By Alex Kierkegaard / August 9, 2009
Finnish wonder dev Remedy Entertainment, established in a suburb of Helsinki in 1995, showed signs of promise long before unleashing one of the industry's crowning achievements over half a decade later, but no one could have predicted from them what this small team of extremely talented and dedicated individuals was really capable of. Their first release, an addictive top-down racer called Death Rally (1996), established their credentials, whilst their second project, a 3D accelerator benchmark program called Final Reality (later renamed 3DMark), instantly met with tremendous success, prompting Remedy to spin it off into a separate company founded for this purpose, and quickly becoming the de facto standard in 3D benchmarking.
Of course, with the benefit of hindsight, one can certainly discern the seeds of Max Payne's greatness in those two early projects -- the profound Roman maxim, ex nihilo nihilo fit, holds true here as everywhere. Death Rally showed that this garage band of Finns (barely numbering two dozen people -- several of whom, it should be noted, had come from a demoscene background) knew how to design solid games, whilst 3DMark demonstrated that they were as capable on the technical side of things as on the theoretical. Two more ingredients remained for greatness: burning ambition and sufficient resources (both in terms of time and money), the existence of the first of which we can infer from the end result of their endeavors, whilst the second was provided by FPS-specialist gurus 3D Realms, whose top brass were so taken by Max Payne's prototype and design document that they patiently supported Remedy throughout its lengthy four-year development, wisely keeping a tight lid on the project, and refraining from setting the hype machine in motion until barely a few weeks before the game's eventual (and several times delayed) July 2001 release date.
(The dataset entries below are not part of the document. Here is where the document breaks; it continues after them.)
//! Page image normalization
//!
//! Every downloaded page is downsampled and recompressed into a uniform
//! low-weight representation before assembly: decode, scale both dimensions by
//! a fixed factor with Lanczos3 resampling, convert to RGB, re-encode as JPEG
//! at a fixed quality. Deterministic for a given input under a fixed config.

use crate::config::ProcessingConfig;
use crate::error::AssemblyError;
use image::codecs::jpeg::JpegEncoder;
use image::imageops::FilterType;

/// One normalized page, ready for document assembly
#[derive(Clone, Debug)]
pub struct NormalizedPage {
    /// Zero-based page index (document order)
    pub index: u32,
    /// JPEG-encoded page bytes
    pub bytes: Vec<u8>,
    /// Pixel width after scaling
    pub width: u32,
    /// Pixel height after scaling
    pub height: u32,
}

/// Normalize one page's raw bytes.
///
/// Fails with [`AssemblyError::ImageDecode`] when the input is not a decodable
/// image; that failure is job-fatal for the caller (a corrupt page aborts the
/// job rather than silently thinning the document).
pub fn normalize(
    raw: &[u8],
    index: u32,
    config: &ProcessingConfig,
) -> Result<NormalizedPage, AssemblyError> {
    let decoded = image::load_from_memory(raw).map_err(|e| AssemblyError::ImageDecode {
        index,
        reason: e.to_string(),
    })?;

    let width = ((decoded.width() as f32 * config.scale_factor) as u32).max(1);
    let height = ((decoded.height() as f32 * config.scale_factor) as u32).max(1);

    let resized = decoded.resize_exact(width, height, FilterType::Lanczos3);
    let rgb = resized.to_rgb8();

    let mut bytes = Vec::new();
    let mut encoder = JpegEncoder::new_with_quality(&mut bytes, config.jpeg_quality);
    encoder
        .encode_image(&rgb)
        .map_err(|e| AssemblyError::Encode {
            index,
            reason: e.to_string(),
        })?;

    tracing::trace!(
        page = index,
        in_bytes = raw.len(),
        out_bytes = bytes.len(),
        width,
        height,
        "Normalized page"
    );

    Ok(NormalizedPage {
        index,
        bytes,
        width,
        height,
    })
}
use super::*;
use axum::body::Body;
use axum::http::{Request, StatusCode};
use std::time::Duration;
use tower::ServiceExt;

mod jobs;

/// Helper to create a test FlipbookDownloader instance wrapped in Arc
fn create_test_downloader() -> Arc<FlipbookDownloader> {
    let mut config = Config::default();
    // Point at a closed local port; API-level tests never reach the network
    config.source.base_url = "http://127.0.0.1:1".to_string();
    Arc::new(FlipbookDownloader::new(config).expect("downloader"))
}

/// Build a router around a fresh test downloader
fn test_router() -> (Router, Arc<FlipbookDownloader>) {
    let downloader = create_test_downloader();
    let config = downloader.config.clone();
    (create_router(downloader.clone(), config), downloader)
}

/// Collect a response body into bytes
async fn body_bytes(response: axum::response::Response) -> Vec<u8> {
    axum::body::to_bytes(response.into_body(), usize::MAX)
        .await
        .expect("body")
        .to_vec()
}

#[tokio::test]
async fn test_api_server_spawns() {
    let downloader = create_test_downloader();
    let mut config = (*downloader.config).clone();
    config.server.api.bind_address = "127.0.0.1:0".parse().unwrap(); // Port 0 = OS assigns a free port
    let config = Arc::new(config);

    let api_handle = tokio::spawn({
        let downloader = downloader.clone();
        let config = config.clone();
        async move { start_api_server(downloader, config).await }
    });

    // Give it a moment to start
    tokio::time::sleep(Duration::from_millis(100)).await;

    api_handle.abort();
}

#[tokio::test]
async fn test_shutdown_stops_api_server() {
    let downloader = create_test_downloader();
    let mut config = (*downloader.config).clone();
    config.server.api.bind_address = "127.0.0.1:0".parse().unwrap();
    let config = Arc::new(config);

    let api_handle = tokio::spawn({
        let downloader = downloader.clone();
        let config = config.clone();
        async move { start_api_server(downloader, config).await }
    });

    tokio::time::sleep(Duration::from_millis(100)).await;
    downloader.shutdown();

    let result = tokio::time::timeout(Duration::from_secs(5), api_handle)
        .await
        .expect("server did not stop after shutdown")
        .expect("server task panicked");
    assert!(result.is_ok());
}

#[tokio::test]
async fn test_cors_enabled() {
    let downloader = create_test_downloader();
    let mut config = (*downloader.config).clone();
    config.server.api.cors_enabled = true;
    config.server.api.cors_origins = vec!["*".to_string()];
    let config = Arc::new(config);

    let app = create_router(downloader, config);

    let request = Request::builder()
        .uri("/health")
        .header("Origin", "http://localhost:3000")
        .body(Body::empty())
        .unwrap();

    let response = app.oneshot(request).await.unwrap();

    assert_eq!(response.status(), StatusCode::OK);
    assert!(
        response.headers().contains_key("access-control-allow-origin"),
        "CORS header should be present when CORS is enabled"
    );
}

#[tokio::test]
async fn test_cors_disabled() {
    let downloader = create_test_downloader();
    let mut config = (*downloader.config).clone();
    config.server.api.cors_enabled = false;
    let config = Arc::new(config);

    let app = create_router(downloader, config);

    let request = Request::builder()
        .uri("/health")
        .header("Origin", "http://localhost:3000")
        .body(Body::empty())
        .unwrap();

    let response = app.oneshot(request).await.unwrap();

    assert_eq!(response.status(), StatusCode::OK);
    assert!(!response.headers().contains_key("access-control-allow-origin"));
}
//! # flipbook-dl
//!
//! Backend library for downloading paginated online flipbook documents and
//! reassembling them into a single PDF.
//!
//! ## Design Philosophy
//!
//! flipbook-dl is designed to be:
//! - **Library-first** - No CLI or UI, purely a Rust crate for embedding
//! - **Event-driven** - Consumers subscribe to events, no polling required
//! - **Resilient** - Pages that cannot be recovered are skipped, not fatal
//! - **Sensible defaults** - Works out of the box with zero configuration
//!
//! ## Quick Start
//!
//! ```no_run
//! use flipbook_dl::{Config, FlipbookDownloader};
//!
//! #[tokio::main]
//! async fn main() -> Result<(), Box<dyn std::error::Error>> {
//!     let downloader = FlipbookDownloader::new(Config::default())?;
//!
//!     // Subscribe to events
//!     let mut events = downloader.subscribe();
//!     tokio::spawn(async move {
//!         while let Ok(event) = events.recv().await {
//!             println!("Event: {:?}", event);
//!         }
//!     });
//!
//!     // Start a job and wait for it via the event stream or progress polling
//!     let id = downloader.start("abc123")?;
//!     println!("Started job {id}");
//!
//!     Ok(())
//! }
//! ```

#![warn(missing_docs)]
#![warn(clippy::all)]
#![warn(clippy::unwrap_used)]
#![warn(clippy::expect_used)]

/// REST API module
pub mod api;
/// Configuration types
pub mod config;
/// PDF document assembly
pub mod document;
/// Core downloader implementation (decomposed into focused submodules)
pub mod downloader;
/// Error types
pub mod error;
/// Page content retrieval
pub mod fetcher;
/// Manifest loading and parsing
pub mod manifest;
/// Page image normalization
pub mod normalizer;
/// Pause gate for cooperative job pausing
pub mod pause;
/// In-memory job registry
pub mod registry;
/// Page URL resolution
pub mod resolver;
/// Core types and events
pub mod types;
/// Utility functions
pub mod utils;

// Re-export commonly used types
pub use config::{ApiConfig, Config, ProcessingConfig, SourceConfig};
pub use downloader::FlipbookDownloader;
pub use error::{
    ApiError, AssemblyError, Error, ErrorDetail, ManifestError, PageError, Result, ToHttpStatus,
};
pub use pause::PauseGate;
pub use types::{Event, JobId, JobView, PageDescriptor, Status};

/// Helper function to run the downloader with graceful signal handling.
///
/// Waits for a termination signal and then calls the downloader's `shutdown()`
/// method, which stops accepting new jobs and signals every running job task.
///
/// - **Unix:** listens for SIGTERM and SIGINT, with fallbacks if signal registration fails.
/// - **Windows/other:** listens for Ctrl+C via `tokio::signal::ctrl_c()`.
///
/// # Example
///
/// ```no_run
/// use flipbook_dl::{Config, FlipbookDownloader, run_with_shutdown};
///
/// #[tokio::main]
/// async fn main() -> Result<(), Box<dyn std::error::Error>> {
///     let downloader = FlipbookDownloader::new(Config::default())?;
///     downloader.spawn_api_server();
///
///     // Run with automatic signal handling
///     run_with_shutdown(downloader).await?;
///
///     Ok(())
/// }
/// ```
pub async fn run_with_shutdown(downloader: FlipbookDownloader) -> Result<()> {
    wait_for_signal().await;
    downloader.shutdown();
    Ok(())
}

#[cfg(unix)]
async fn wait_for_signal() {
    use tokio::signal::unix::{SignalKind, signal};

    // Set up signal handlers - these may fail in restricted environments (containers, tests)
    let sigterm_result = signal(SignalKind::terminate());
    let sigint_result = signal(SignalKind::interrupt());

    match (sigterm_result, sigint_result) {
        (Ok(mut sigterm), Ok(mut sigint)) => {
            tokio::select! {
                _ = sigterm.recv() => {
                    tracing::info!("Received SIGTERM signal");
                }
                _ = sigint.recv() => {
                    tracing::info!("Received SIGINT signal (Ctrl+C)");
                }
            }
        }
        (Err(e), _) => {
            tracing::warn!(error = %e, "Could not register SIGTERM handler, waiting for SIGINT only");
            if let Ok(mut sigint) = signal(SignalKind::interrupt()) {
                sigint.recv().await;
                tracing::info!("Received SIGINT signal (Ctrl+C)");
            } else if let Ok(()) = tokio::signal::ctrl_c().await {
                tracing::info!("Received Ctrl+C");
            }
        }
        (_, Err(e)) => {
            tracing::warn!(error = %e, "Could not register SIGINT handler, waiting for SIGTERM only");
            if let Ok(mut sigterm) = signal(SignalKind::terminate()) {
                sigterm.recv().await;
                tracing::info!("Received SIGTERM signal");
            } else if let Ok(()) = tokio::signal::ctrl_c().await {
                tracing::info!("Received Ctrl+C");
            }
        }
    }
}

#[cfg(not(unix))]
async fn wait_for_signal() {
    if let Ok(()) = tokio::signal::ctrl_c().await {
        tracing::info!("Received Ctrl+C");
    }
}
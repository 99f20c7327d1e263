//! Configuration types for flipbook-dl

use crate::error::{Error, Result};
use serde::{Deserialize, Serialize};
use std::net::SocketAddr;
use utoipa::ToSchema;

/// Remote host configuration (base URL, timeouts, fan-out bound)
///
/// Groups settings related to how manifests and pages are fetched from the
/// flipbook host. Used as a nested sub-config within [`Config`].
#[derive(Clone, Debug, Serialize, Deserialize, ToSchema)]
pub struct SourceConfig {
    /// Base URL of the flipbook host (default: "https://online.fliphtml5.com")
    #[serde(default = "default_base_url")]
    pub base_url: String,

    /// Per-request timeout in seconds (default: 30)
    #[serde(default = "default_request_timeout_secs")]
    pub request_timeout_secs: u64,

    /// User-Agent header sent on outbound requests
    #[serde(default = "default_user_agent")]
    pub user_agent: String,

    /// Maximum concurrent page fetches per job (default: 8)
    ///
    /// Bounds the fan-out worker pool. Observable semantics are unchanged by
    /// this bound; it only limits pressure on the remote host.
    #[serde(default = "default_max_concurrent_pages")]
    pub max_concurrent_pages: usize,
}

impl Default for SourceConfig {
    fn default() -> Self {
        Self {
            base_url: default_base_url(),
            request_timeout_secs: default_request_timeout_secs(),
            user_agent: default_user_agent(),
            max_concurrent_pages: default_max_concurrent_pages(),
        }
    }
}

/// Image normalization parameters
///
/// Fixed per-process constants, not per-call inputs; normalization is
/// deterministic for a given input under a fixed config.
#[derive(Clone, Debug, Serialize, Deserialize, ToSchema)]
pub struct ProcessingConfig {
    /// Factor applied to both page dimensions (default: 0.6, must be in (0, 1])
    #[serde(default = "default_scale_factor")]
    pub scale_factor: f32,

    /// JPEG re-encode quality, 1-100 (default: 30)
    #[serde(default = "default_jpeg_quality")]
    pub jpeg_quality: u8,
}

impl Default for ProcessingConfig {
    fn default() -> Self {
        Self {
            scale_factor: default_scale_factor(),
            jpeg_quality: default_jpeg_quality(),
        }
    }
}

/// REST API server configuration
#[derive(Clone, Debug, Serialize, Deserialize, ToSchema)]
pub struct ApiConfig {
    /// Bind address for the API server (default: 127.0.0.1:7474)
    #[serde(default = "default_bind_address")]
    #[schema(value_type = String)]
    pub bind_address: SocketAddr,

    /// Whether to add a CORS layer (default: true)
    #[serde(default = "default_true")]
    pub cors_enabled: bool,

    /// Allowed CORS origins; "*" or empty allows any origin
    #[serde(default)]
    pub cors_origins: Vec<String>,

    /// Whether to serve the interactive Swagger UI at /swagger-ui (default: true)
    #[serde(default = "default_true")]
    pub swagger_ui: bool,
}

impl Default for ApiConfig {
    fn default() -> Self {
        Self {
            bind_address: default_bind_address(),
            cors_enabled: true,
            cors_origins: Vec::new(),
            swagger_ui: true,
        }
    }
}

/// Server configuration (nested to leave room for non-API surfaces)
#[derive(Clone, Debug, Default, Serialize, Deserialize, ToSchema)]
pub struct ServerConfig {
    /// REST API settings
    #[serde(default)]
    pub api: ApiConfig,
}

/// Top-level configuration
#[derive(Clone, Debug, Default, Serialize, Deserialize, ToSchema)]
pub struct Config {
    /// Remote host settings
    #[serde(default)]
    pub source: SourceConfig,

    /// Image normalization settings
    #[serde(default)]
    pub processing: ProcessingConfig,

    /// Server settings
    #[serde(default)]
    pub server: ServerConfig,
}

impl Config {
    /// Validate the configuration, returning the first problem found.
    pub fn validate(&self) -> Result<()> {
        if self.source.base_url.is_empty() {
            return Err(Error::Validation {
                message: "source.base_url must not be empty".to_string(),
                field: Some("source.base_url".to_string()),
            });
        }

        if self.source.max_concurrent_pages == 0 {
            return Err(Error::Validation {
                message: "source.max_concurrent_pages must be at least 1".to_string(),
                field: Some("source.max_concurrent_pages".to_string()),
            });
        }

        if !(self.processing.scale_factor > 0.0 && self.processing.scale_factor <= 1.0) {
            return Err(Error::Validation {
                message: "processing.scale_factor must be in (0, 1]".to_string(),
                field: Some("processing.scale_factor".to_string()),
            });
        }

        if self.processing.jpeg_quality == 0 || self.processing.jpeg_quality > 100 {
            return Err(Error::Validation {
                message: "processing.jpeg_quality must be between 1 and 100".to_string(),
                field: Some("processing.jpeg_quality".to_string()),
            });
        }

        Ok(())
    }
}

fn default_base_url() -> String {
    "https://online.fliphtml5.com".to_string()
}

fn default_request_timeout_secs() -> u64 {
    30
}

fn default_user_agent() -> String {
    concat!(env!("CARGO_PKG_NAME"), "/", env!("CARGO_PKG_VERSION")).to_string()
}

fn default_max_concurrent_pages() -> usize {
    8
}

fn default_scale_factor() -> f32 {
    0.6
}

fn default_jpeg_quality() -> u8 {
    30
}

fn default_bind_address() -> SocketAddr {
    #[allow(clippy::expect_used)]
    "127.0.0.1:7474"
        .parse()
        .expect("default bind address is valid")
}

fn default_true() -> bool {
    true
}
One of the things that I have often wondered about Max Payne is the exact point in its development at which the Bullet Time mechanic was introduced. Had it been present from the beginning, at the contract negotiations with 3D Realms? It must have been, otherwise it'd be hard to account for their enthusiasm in supporting the project -- in which case The Matrix could not have been an inspiration for it, as is often claimed, since the film premiered in March '99 while the initial brainstorming sessions at Remedy had taken place nearly three years earlier, in late '96. John Woo's action movie repertoire, then (which certainly contained more than enough slow-motion gunfights to inspire a couple dozen videogame developers, not just one), must have been Remedy's sole source of inspiration: the famous Chow Yun-Fat films had all been released well before Remedy began work on Max Payne. References to Woo are anyway plentiful in the game even outside the action: at one point his name even serves as a password for entering a gangster hideout, while at another, during a scene in which Max gets ambushed, he jocularly quips that he "made like Chow Yun-Fat".